WHAT YOU NEED TO DO: Your answer should consist of the lines holding "PING", copied from the material below.

————————

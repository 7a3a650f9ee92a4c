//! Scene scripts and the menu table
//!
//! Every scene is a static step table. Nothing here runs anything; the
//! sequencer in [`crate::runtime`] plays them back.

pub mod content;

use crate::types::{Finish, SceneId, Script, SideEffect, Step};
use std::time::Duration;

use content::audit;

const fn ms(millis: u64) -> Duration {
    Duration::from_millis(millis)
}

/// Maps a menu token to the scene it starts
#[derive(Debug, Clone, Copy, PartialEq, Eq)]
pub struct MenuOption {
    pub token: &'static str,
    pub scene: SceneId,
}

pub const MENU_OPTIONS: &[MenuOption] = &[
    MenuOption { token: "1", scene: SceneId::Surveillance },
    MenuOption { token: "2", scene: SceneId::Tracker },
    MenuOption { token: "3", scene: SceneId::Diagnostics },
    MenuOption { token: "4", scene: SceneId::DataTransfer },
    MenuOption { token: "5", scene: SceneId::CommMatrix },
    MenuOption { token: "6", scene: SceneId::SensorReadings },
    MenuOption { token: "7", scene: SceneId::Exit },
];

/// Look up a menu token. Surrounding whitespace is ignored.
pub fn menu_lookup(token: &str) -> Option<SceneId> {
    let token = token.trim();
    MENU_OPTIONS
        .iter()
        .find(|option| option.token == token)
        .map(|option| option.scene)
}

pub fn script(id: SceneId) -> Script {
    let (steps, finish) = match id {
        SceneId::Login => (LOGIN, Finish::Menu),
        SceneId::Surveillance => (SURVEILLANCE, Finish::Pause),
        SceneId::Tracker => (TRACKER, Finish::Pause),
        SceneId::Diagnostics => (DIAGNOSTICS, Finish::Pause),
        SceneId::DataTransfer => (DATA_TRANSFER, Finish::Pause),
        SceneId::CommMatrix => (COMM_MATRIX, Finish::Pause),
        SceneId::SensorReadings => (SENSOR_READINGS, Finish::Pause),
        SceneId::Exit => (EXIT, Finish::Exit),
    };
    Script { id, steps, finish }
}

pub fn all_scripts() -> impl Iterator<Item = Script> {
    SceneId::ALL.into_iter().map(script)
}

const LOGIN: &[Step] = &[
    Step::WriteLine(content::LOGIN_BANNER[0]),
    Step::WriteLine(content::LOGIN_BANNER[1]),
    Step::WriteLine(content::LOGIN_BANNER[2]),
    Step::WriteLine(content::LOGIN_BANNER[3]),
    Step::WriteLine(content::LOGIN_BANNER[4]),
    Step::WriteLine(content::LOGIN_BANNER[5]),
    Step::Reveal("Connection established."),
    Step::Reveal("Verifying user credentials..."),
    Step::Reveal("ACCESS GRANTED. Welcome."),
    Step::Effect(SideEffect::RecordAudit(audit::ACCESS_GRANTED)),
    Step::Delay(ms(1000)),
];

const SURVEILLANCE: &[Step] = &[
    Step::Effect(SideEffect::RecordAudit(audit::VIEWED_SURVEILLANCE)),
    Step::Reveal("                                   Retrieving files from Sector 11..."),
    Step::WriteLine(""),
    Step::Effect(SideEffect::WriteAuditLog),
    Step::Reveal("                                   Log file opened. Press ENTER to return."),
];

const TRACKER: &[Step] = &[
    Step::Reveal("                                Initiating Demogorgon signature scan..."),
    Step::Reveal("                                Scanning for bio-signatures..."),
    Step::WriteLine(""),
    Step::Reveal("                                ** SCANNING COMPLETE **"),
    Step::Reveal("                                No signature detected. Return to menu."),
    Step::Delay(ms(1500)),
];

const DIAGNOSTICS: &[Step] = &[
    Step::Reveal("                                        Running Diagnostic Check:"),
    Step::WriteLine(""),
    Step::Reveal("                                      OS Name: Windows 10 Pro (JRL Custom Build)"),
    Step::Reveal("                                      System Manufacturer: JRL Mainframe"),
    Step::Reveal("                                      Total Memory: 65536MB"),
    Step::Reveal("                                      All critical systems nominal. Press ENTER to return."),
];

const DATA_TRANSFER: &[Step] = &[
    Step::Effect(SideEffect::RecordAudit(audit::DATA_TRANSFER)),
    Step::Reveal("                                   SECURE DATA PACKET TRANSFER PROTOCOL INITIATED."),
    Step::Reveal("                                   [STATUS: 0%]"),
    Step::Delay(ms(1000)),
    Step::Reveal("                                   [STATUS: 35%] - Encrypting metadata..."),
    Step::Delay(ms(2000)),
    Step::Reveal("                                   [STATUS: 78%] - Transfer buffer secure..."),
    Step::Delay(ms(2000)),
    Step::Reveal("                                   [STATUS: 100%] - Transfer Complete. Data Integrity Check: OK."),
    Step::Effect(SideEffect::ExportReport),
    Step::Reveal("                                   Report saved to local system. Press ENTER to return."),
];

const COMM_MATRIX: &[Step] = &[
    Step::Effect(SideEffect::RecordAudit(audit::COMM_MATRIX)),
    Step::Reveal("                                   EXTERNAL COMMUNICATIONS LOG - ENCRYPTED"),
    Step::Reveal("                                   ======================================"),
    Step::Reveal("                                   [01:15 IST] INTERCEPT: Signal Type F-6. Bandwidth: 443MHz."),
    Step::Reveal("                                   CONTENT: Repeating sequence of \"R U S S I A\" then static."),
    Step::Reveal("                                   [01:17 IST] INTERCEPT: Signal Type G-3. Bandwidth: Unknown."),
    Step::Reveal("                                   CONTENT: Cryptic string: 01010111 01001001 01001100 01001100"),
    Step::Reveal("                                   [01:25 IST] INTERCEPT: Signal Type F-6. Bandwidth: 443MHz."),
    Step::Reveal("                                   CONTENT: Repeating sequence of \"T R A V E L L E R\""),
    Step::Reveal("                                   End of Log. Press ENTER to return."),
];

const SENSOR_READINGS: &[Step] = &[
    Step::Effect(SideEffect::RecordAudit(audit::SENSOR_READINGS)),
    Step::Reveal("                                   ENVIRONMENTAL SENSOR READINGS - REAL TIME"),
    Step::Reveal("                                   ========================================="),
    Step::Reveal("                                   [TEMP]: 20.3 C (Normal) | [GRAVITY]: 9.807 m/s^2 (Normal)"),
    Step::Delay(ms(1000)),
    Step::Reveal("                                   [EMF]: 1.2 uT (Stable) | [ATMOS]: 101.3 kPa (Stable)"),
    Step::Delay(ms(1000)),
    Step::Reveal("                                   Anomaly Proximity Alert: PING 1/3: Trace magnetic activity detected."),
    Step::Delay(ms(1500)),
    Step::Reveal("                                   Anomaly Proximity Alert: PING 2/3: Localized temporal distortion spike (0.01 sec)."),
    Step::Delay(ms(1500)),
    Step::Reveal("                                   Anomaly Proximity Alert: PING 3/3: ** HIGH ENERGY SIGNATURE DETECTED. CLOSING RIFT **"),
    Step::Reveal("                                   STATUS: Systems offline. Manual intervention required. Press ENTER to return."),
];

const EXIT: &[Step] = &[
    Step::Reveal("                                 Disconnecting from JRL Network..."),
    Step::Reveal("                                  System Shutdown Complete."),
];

————————

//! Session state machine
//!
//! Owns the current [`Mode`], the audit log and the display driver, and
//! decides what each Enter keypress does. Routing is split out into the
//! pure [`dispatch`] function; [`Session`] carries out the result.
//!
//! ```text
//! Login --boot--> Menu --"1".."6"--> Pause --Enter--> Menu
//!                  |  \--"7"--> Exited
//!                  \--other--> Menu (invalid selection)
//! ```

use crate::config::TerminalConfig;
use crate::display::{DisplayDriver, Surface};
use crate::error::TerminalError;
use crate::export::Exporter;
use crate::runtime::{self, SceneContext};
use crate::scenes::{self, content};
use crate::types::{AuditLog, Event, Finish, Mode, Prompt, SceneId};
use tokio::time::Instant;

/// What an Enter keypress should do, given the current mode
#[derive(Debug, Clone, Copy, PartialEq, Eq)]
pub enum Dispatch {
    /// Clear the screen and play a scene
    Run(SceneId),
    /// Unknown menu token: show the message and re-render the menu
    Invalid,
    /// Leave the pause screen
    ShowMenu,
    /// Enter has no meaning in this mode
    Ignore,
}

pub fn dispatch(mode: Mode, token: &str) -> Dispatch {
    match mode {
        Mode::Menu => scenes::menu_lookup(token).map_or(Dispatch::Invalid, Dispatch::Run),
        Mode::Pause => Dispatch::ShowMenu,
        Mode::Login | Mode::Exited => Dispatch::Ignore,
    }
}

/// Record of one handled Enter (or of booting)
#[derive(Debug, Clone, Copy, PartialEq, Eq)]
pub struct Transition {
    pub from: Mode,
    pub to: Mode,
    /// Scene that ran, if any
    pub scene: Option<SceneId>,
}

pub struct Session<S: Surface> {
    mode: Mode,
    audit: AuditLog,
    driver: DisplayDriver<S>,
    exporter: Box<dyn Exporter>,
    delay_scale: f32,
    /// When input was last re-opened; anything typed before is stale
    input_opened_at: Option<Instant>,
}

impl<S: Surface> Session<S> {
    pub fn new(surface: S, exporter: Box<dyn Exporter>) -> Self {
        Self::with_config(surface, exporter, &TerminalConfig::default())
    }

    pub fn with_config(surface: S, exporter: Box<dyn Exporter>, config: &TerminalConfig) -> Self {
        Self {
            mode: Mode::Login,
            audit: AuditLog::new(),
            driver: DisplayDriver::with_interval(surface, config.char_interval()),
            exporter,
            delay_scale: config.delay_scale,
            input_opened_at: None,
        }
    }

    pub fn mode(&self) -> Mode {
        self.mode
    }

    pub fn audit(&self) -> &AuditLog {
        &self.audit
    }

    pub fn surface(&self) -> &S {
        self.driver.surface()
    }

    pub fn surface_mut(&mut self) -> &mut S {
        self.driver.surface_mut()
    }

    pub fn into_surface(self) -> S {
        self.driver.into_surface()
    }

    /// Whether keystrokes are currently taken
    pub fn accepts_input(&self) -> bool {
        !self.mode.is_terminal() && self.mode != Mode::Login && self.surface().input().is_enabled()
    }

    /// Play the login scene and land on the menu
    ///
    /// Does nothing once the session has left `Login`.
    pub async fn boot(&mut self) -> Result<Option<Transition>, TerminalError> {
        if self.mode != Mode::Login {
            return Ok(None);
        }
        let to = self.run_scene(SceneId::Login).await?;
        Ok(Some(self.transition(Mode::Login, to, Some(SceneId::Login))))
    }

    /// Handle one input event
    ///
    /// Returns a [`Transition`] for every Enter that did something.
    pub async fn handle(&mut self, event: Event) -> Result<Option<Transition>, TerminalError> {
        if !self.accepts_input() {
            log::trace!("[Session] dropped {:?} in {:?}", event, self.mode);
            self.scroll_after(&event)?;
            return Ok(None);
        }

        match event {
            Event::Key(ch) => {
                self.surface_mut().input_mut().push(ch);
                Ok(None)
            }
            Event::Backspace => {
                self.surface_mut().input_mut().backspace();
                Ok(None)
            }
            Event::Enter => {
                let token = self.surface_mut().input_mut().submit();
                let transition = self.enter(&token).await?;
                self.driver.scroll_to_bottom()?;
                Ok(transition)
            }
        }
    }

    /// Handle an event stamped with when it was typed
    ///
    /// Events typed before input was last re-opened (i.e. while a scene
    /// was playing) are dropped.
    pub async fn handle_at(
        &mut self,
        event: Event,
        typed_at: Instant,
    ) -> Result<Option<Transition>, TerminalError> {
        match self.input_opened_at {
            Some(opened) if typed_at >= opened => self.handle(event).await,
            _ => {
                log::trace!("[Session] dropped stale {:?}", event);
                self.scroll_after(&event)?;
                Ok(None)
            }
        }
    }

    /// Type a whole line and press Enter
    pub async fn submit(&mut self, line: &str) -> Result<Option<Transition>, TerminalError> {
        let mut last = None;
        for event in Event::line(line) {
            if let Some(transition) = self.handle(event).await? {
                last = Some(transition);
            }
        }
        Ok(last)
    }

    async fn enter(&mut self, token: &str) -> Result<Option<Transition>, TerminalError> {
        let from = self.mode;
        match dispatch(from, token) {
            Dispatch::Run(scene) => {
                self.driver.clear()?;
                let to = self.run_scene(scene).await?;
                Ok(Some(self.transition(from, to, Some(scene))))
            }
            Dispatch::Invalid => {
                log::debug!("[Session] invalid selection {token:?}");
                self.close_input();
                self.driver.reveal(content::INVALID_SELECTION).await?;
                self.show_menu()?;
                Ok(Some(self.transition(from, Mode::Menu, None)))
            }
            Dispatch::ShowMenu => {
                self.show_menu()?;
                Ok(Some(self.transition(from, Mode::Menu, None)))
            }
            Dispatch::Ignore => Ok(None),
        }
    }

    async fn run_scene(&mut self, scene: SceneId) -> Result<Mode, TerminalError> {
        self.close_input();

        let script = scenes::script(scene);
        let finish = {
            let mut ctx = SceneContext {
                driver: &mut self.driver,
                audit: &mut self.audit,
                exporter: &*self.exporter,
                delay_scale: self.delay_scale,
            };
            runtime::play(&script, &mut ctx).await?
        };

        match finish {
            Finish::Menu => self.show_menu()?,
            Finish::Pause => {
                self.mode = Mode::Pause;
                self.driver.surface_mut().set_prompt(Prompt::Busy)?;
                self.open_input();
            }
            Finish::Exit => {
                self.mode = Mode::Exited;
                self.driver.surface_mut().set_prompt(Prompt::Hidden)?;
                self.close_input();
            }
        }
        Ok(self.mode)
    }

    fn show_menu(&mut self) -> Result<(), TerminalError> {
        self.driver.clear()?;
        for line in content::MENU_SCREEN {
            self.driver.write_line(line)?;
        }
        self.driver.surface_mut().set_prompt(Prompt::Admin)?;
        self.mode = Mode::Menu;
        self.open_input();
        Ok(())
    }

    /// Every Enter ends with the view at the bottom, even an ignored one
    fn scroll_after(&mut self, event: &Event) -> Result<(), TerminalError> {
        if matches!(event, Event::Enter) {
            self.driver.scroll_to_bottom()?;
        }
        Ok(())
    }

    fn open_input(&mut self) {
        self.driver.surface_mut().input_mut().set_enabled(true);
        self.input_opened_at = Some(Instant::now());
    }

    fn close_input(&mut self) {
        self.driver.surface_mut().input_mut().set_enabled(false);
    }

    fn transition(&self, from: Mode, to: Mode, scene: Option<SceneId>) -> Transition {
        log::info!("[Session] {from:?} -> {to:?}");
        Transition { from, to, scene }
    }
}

————————

RESULT OF THIS TASK:
    Step::Reveal("                                   Anomaly Proximity Alert: PING 1/3: Trace magnetic activity detected."),
    Step::Reveal("                                   Anomaly Proximity Alert: PING 2/3: Localized temporal distortion spike (0.01 sec)."),
    Step::Reveal("                                   Anomaly Proximity Alert: PING 3/3: ** HIGH ENERGY SIGNATURE DETECTED. CLOSING RIFT **"),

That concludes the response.